We investigated expression MIR29A and B in intestinal biopsies collected during endoscopy from patients with IBS (n = 183) and without IBS (controls) (n = 36). Levels were correlated with disease phenotype. We also generated and studied Mir29^−/− mice, in which expression of Mir29a and b, but not c, is lost. Colitis was induced by administration of 2,4,6-trinitrobenzenesulfonic acid; intestinal tissues were collected and permeability was assessed. Microarray analysis was performed using tissues from Mir29^−/− mice. Changes in levels of target genes were measured in human colonic epithelial cells and small intestinal epithelial cells after knockdown of MIR29 with anti-MIRs.
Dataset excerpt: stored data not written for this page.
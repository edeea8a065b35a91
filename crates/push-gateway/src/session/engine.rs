//! Session engine
//!
//! One control loop per connection. Source tasks (bus pump, keep-alive
//! ticker, reconnect timer, inbound reader) feed a single queue; the loop
//! applies each signal in arrival order, writes to the transport and stops at
//! the lifetime deadline. Teardown cancels every source through one token.

use super::events::SessionSignal;
use super::keepalive::{self, KeepAliveMonitor};
use super::{
    ChannelSubscription, GatewayMetrics, ReconnectScheduler, Session, SessionError, SessionEvent,
    SessionOutcome, SessionState,
};
use crate::protocol::ErrorFrame;
use crate::transport::{CloseReason, FrameSink, FrameSource, Transport, TransportKind};
use push_bus::{ChannelSet, SharedBus};
use std::sync::Arc;
use std::time::Duration;
use tokio::sync::mpsc;
use tokio::task::JoinSet;
use tokio::time::{self, Instant};
use tokio_util::sync::CancellationToken;
use uuid::Uuid;

/// Capacity of the per-session signal queue
const SIGNAL_BUFFER: usize = 64;

/// How long the final reconnect frame may take once the lifetime is up
const FINAL_FLUSH_TIMEOUT: Duration = Duration::from_secs(1);

/// Deadline used when a lifetime does not fit in an `Instant`
const FAR_FUTURE: Duration = Duration::from_secs(86400 * 365 * 30);

/// A validated session with its bus subscription already open
#[derive(Debug)]
pub struct PendingSession {
    session: Session,
    subscription: ChannelSubscription,
}

impl PendingSession {
    #[must_use]
    pub fn id(&self) -> Uuid {
        self.session.id()
    }

    #[must_use]
    pub fn channels(&self) -> &ChannelSet {
        self.subscription.channels()
    }

    #[must_use]
    pub fn session(&self) -> &Session {
        &self.session
    }
}

/// Drives sessions for every transport
#[derive(Clone)]
pub struct SessionEngine {
    bus: SharedBus,
    scheduler: Arc<ReconnectScheduler>,
    metrics: Arc<GatewayMetrics>,
    heartbeat_interval: Duration,
    shutdown: CancellationToken,
}

impl std::fmt::Debug for SessionEngine {
    fn fmt(&self, f: &mut std::fmt::Formatter<'_>) -> std::fmt::Result {
        f.debug_struct("SessionEngine")
            .field("bus", &self.bus.name())
            .field("scheduler", &self.scheduler)
            .field("heartbeat_interval", &self.heartbeat_interval)
            .finish_non_exhaustive()
    }
}

impl SessionEngine {
    #[must_use]
    pub fn new(
        bus: SharedBus,
        scheduler: Arc<ReconnectScheduler>,
        metrics: Arc<GatewayMetrics>,
        heartbeat_interval: Duration,
    ) -> Self {
        Self {
            bus,
            scheduler,
            metrics,
            heartbeat_interval,
            shutdown: CancellationToken::new(),
        }
    }

    /// End every running session as if its lifetime had elapsed.
    ///
    /// Clients still get their reconnect request, so they move to another
    /// instance while this one shuts down.
    pub fn drain(&self) {
        self.shutdown.cancel();
    }

    #[must_use]
    pub fn metrics(&self) -> &Arc<GatewayMetrics> {
        &self.metrics
    }

    /// Validate the requested channels and subscribe to them.
    ///
    /// Runs before any response is committed, so callers can still answer
    /// with a plain HTTP error.
    pub async fn open(
        &self,
        raw_channels: Option<&str>,
        kind: TransportKind,
    ) -> Result<PendingSession, SessionError> {
        let mut session = Session::new(kind);
        session.transition(SessionState::Validating);

        let channels = match ChannelSet::parse(raw_channels) {
            Ok(channels) => {
                session.set_channels(channels.clone());
                channels
            }
            Err(e) => {
                tracing::info!(
                    session_id = %session.id(),
                    transport = %kind,
                    error = %e,
                    "Rejected subscription request"
                );
                session.transition(SessionState::BadRequest);
                return Err(e.into());
            }
        };

        match ChannelSubscription::open(self.bus.as_ref(), channels).await {
            Ok(subscription) => Ok(PendingSession {
                session,
                subscription,
            }),
            Err(e) => {
                tracing::error!(
                    session_id = %session.id(),
                    transport = %kind,
                    error = %e,
                    "Failed to subscribe"
                );
                session.transition(SessionState::InternalError);
                Err(e)
            }
        }
    }

    /// Open and run a session, reporting setup failures over the transport itself
    pub async fn serve<T: Transport>(&self, raw_channels: Option<&str>, transport: T) -> SessionOutcome {
        match self.open(raw_channels, transport.kind()).await {
            Ok(pending) => self.run(pending, transport).await,
            Err(error) => Self::refuse(transport, &error).await,
        }
    }

    async fn refuse<T: Transport>(transport: T, error: &SessionError) -> SessionOutcome {
        let (mut sink, _source) = transport.split();
        let reason = error.close_reason();

        if let Err(e) = sink.reject(&ErrorFrame::new(error.to_string())).await {
            tracing::debug!(error = %e, "Failed to send error frame");
        }
        sink.close(reason).await;

        SessionOutcome {
            state: error.terminal_state(),
            reason,
            events_sent: 0,
        }
    }

    /// Run an opened session until it ends
    pub async fn run<T: Transport>(&self, pending: PendingSession, transport: T) -> SessionOutcome {
        let PendingSession {
            mut session,
            subscription,
        } = pending;

        let plan = self.scheduler.plan();
        let _connection = (session.kind() == TransportKind::Socket)
            .then(|| self.metrics.connection_opened());
        session.activate(plan.lifetime);

        tracing::info!(
            session_id = %session.id(),
            transport = %session.kind(),
            channels = %session.channels_display(),
            lifetime_ms = session.lifetime_ms(),
            "Connection established"
        );

        let now = Instant::now();
        let deadline = now
            .checked_add(plan.lifetime)
            .unwrap_or_else(|| now + FAR_FUTURE);
        let (mut sink, source) = transport.split();
        let cancel = CancellationToken::new();
        let (tx, rx) = mpsc::channel(SIGNAL_BUFFER);

        let mut tasks = JoinSet::new();
        tasks.spawn(subscription.pump(tx.clone(), cancel.clone()));
        tasks.spawn(keepalive::run_ticker(
            self.heartbeat_interval,
            tx.clone(),
            cancel.clone(),
        ));
        tasks.spawn(run_reconnect_timer(plan.reconnect_offset, tx.clone(), cancel.clone()));
        tasks.spawn(read_inbound(source, tx, cancel.clone()));

        let mut control = ControlLoop {
            session_id: session.id(),
            kind: session.kind(),
            monitor: KeepAliveMonitor::for_transport(session.kind(), self.heartbeat_interval),
            metrics: &self.metrics,
            shutdown: &self.shutdown,
            reconnect_sent: false,
            events_sent: 0,
        };
        let reason = control.run(&mut sink, rx, deadline).await;

        cancel.cancel();
        while tasks.join_next().await.is_some() {}
        sink.close(reason).await;

        let state = session.finish(reason);
        let duration = chrono::Utc::now() - session.established_at();

        tracing::info!(
            session_id = %session.id(),
            transport = %session.kind(),
            channels = %session.channels_display(),
            lifetime_ms = session.lifetime_ms(),
            state = %state,
            reason = %reason,
            events_sent = control.events_sent,
            duration_ms = duration.num_milliseconds(),
            "Connection terminated"
        );

        SessionOutcome {
            state,
            reason,
            events_sent: control.events_sent,
        }
    }
}

/// The single writer for one session
struct ControlLoop<'a> {
    session_id: Uuid,
    kind: TransportKind,
    monitor: KeepAliveMonitor,
    metrics: &'a GatewayMetrics,
    shutdown: &'a CancellationToken,
    reconnect_sent: bool,
    events_sent: u64,
}

impl ControlLoop<'_> {
    async fn run<S: FrameSink>(
        &mut self,
        sink: &mut S,
        mut rx: mpsc::Receiver<SessionSignal>,
        deadline: Instant,
    ) -> CloseReason {
        loop {
            let signal = tokio::select! {
                biased;
                () = time::sleep_until(deadline) => return self.expire(sink).await,
                () = self.shutdown.cancelled() => {
                    tracing::debug!(session_id = %self.session_id, "Draining session");
                    return self.expire(sink).await;
                }
                signal = rx.recv() => signal,
            };

            let event = match signal {
                Some(SessionSignal::Message(message)) => SessionEvent::Message(message),
                Some(SessionSignal::Tick) => match self.monitor.on_tick() {
                    Ok(event) => event,
                    Err(e) => {
                        tracing::warn!(session_id = %self.session_id, error = %e, "Liveness check failed");
                        return CloseReason::LivenessTimeout;
                    }
                },
                Some(SessionSignal::Reconnect) => {
                    if self.reconnect_sent {
                        continue;
                    }
                    self.reconnect_sent = true;
                    SessionEvent::Reconnect
                }
                Some(SessionSignal::Inbound(frame)) => match self.monitor.on_inbound(&frame) {
                    Some(reply) => reply,
                    None => continue,
                },
                Some(SessionSignal::PeerGone) | None => return CloseReason::PeerClosed,
                Some(SessionSignal::Failed(error)) => return self.fail(sink, &error).await,
            };

            match time::timeout_at(deadline, self.deliver(sink, &event)).await {
                Ok(Ok(())) => {}
                Ok(Err(reason)) => return reason,
                Err(_) => return self.expire(sink).await,
            }
        }
    }

    async fn deliver<S: FrameSink>(&mut self, sink: &mut S, event: &SessionEvent) -> Result<(), CloseReason> {
        match sink.emit(&event.to_frame()).await {
            Ok(()) => {
                self.events_sent += 1;
                if self.kind == TransportKind::Socket && matches!(event, SessionEvent::Message(_)) {
                    self.metrics.message_pushed();
                }
                Ok(())
            }
            Err(e) if e.is_disconnect() => {
                tracing::debug!(session_id = %self.session_id, error = %e, "Peer went away during write");
                Err(CloseReason::PeerClosed)
            }
            Err(e) => Err(self.fail(sink, &SessionError::from(e)).await),
        }
    }

    /// Lifetime is up. A reconnect that has not gone out yet is sent first.
    async fn expire<S: FrameSink>(&mut self, sink: &mut S) -> CloseReason {
        if !self.reconnect_sent {
            self.reconnect_sent = true;
            let flush = self.deliver(sink, &SessionEvent::Reconnect);
            if let Ok(Err(reason)) = time::timeout(FINAL_FLUSH_TIMEOUT, flush).await {
                return reason;
            }
        }
        CloseReason::LifetimeElapsed
    }

    async fn fail<S: FrameSink>(&self, sink: &mut S, error: &SessionError) -> CloseReason {
        tracing::error!(session_id = %self.session_id, error = %error, "Session failed");

        if let Err(e) = sink.reject(&ErrorFrame::new(error.to_string())).await {
            tracing::debug!(session_id = %self.session_id, error = %e, "Failed to send error frame");
        }
        error.close_reason()
    }
}

/// Signal the reconnect request once `offset` has passed
async fn run_reconnect_timer(
    offset: Duration,
    tx: mpsc::Sender<SessionSignal>,
    cancel: CancellationToken,
) {
    tokio::select! {
        () = cancel.cancelled() => {}
        () = time::sleep(offset) => {
            let _ = tx.send(SessionSignal::Reconnect).await;
        }
    }
}

/// Forward inbound frames until the peer goes away
async fn read_inbound<R: FrameSource>(
    mut source: R,
    tx: mpsc::Sender<SessionSignal>,
    cancel: CancellationToken,
) {
    loop {
        let signal = tokio::select! {
            () = cancel.cancelled() => break,
            frame = source.receive() => match frame {
                Some(frame) => SessionSignal::Inbound(frame),
                None => SessionSignal::PeerGone,
            },
        };

        let gone = matches!(signal, SessionSignal::PeerGone);
        if tx.send(signal).await.is_err() || gone {
            break;
        }
    }
}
Intestinal tissues from patients with IBS-D (but not IBS with constipation or controls) had increased levels of MIR29A and B, but reduced levels of Claudin-1 (CLDN1) and nuclear factor-κB–repressing factor (NKRF). Induction of colitis and water avoidance stress increased levels of Mir29a and Mir29b and intestinal permeability in wild-type mice; these increased intestinal permeability in colons of far fewer Mir29^−/− mice. In microarray and knockdown experiments, MIR29A and B were found to reduce levels of NKRF and CLDN1 messenger RNA, and alter levels of other messenger RNAs that regulate intestinal permeability.

Based on experiments in knockout mice and analyses of intestinal tissue samples from patients with IBS-D, MIR29 targets and reduces expression of CLDN1 and NKRF to increase intestinal permeability. Strategies to block MIR29 might be developed to restore intestinal permeability in patients with IBS-D.